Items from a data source
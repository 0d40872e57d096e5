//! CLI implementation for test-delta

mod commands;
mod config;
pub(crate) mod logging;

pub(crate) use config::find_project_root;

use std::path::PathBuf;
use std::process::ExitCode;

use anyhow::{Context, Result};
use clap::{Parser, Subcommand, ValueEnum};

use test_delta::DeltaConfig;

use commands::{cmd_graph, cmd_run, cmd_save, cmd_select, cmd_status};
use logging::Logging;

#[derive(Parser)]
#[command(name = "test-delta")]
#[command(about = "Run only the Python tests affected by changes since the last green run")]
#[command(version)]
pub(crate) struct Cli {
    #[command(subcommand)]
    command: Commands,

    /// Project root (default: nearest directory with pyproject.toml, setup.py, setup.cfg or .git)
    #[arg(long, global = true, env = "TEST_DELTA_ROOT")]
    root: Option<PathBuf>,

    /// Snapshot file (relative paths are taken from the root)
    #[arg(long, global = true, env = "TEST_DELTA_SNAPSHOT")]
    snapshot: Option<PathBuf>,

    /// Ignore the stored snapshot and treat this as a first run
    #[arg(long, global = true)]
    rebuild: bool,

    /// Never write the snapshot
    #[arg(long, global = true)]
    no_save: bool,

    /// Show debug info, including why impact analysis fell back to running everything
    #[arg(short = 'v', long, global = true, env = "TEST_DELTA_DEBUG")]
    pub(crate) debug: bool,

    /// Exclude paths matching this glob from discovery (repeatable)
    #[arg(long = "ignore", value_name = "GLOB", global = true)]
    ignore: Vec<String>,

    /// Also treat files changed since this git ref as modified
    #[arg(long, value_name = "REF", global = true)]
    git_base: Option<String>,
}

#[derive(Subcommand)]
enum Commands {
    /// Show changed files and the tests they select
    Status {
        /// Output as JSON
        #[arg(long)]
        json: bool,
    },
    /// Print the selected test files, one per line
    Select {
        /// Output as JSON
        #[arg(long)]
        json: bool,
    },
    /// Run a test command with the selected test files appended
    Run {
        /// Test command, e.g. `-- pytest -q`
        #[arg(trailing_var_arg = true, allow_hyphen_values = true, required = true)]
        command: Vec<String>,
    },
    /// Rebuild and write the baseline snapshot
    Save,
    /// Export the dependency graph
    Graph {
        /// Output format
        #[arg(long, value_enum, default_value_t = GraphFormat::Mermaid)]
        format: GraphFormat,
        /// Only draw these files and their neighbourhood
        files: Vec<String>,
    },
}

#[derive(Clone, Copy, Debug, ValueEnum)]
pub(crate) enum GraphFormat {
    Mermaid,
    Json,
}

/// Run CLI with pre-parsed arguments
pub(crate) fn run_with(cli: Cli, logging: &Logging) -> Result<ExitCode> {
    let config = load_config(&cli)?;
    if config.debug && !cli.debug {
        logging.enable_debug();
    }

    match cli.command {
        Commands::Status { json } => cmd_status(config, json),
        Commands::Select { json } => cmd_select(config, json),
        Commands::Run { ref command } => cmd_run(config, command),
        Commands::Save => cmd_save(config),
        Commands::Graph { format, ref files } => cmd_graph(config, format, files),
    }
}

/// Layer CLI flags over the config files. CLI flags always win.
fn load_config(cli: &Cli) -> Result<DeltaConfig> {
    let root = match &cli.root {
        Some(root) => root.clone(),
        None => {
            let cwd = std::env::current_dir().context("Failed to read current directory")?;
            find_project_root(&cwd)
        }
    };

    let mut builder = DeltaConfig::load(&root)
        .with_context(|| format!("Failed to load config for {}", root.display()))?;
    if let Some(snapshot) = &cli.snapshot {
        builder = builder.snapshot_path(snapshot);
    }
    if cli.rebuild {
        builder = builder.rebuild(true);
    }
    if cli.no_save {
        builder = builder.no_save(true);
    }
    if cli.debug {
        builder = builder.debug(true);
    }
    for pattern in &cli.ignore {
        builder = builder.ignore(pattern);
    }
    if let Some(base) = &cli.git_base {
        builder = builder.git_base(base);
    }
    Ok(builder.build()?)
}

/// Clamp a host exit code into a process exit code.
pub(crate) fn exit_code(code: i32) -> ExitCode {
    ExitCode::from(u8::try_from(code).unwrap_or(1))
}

*EXERCISE BRIEF*: Report each line above that includes the string "crate".

*TASK SOLUTION*:
pub(crate) mod logging;
pub(crate) use config::find_project_root;
pub(crate) struct Cli {
    pub(crate) debug: bool,
pub(crate) enum GraphFormat {
pub(crate) fn run_with(cli: Cli, logging: &Logging) -> Result<ExitCode> {
pub(crate) fn exit_code(code: i32) -> ExitCode {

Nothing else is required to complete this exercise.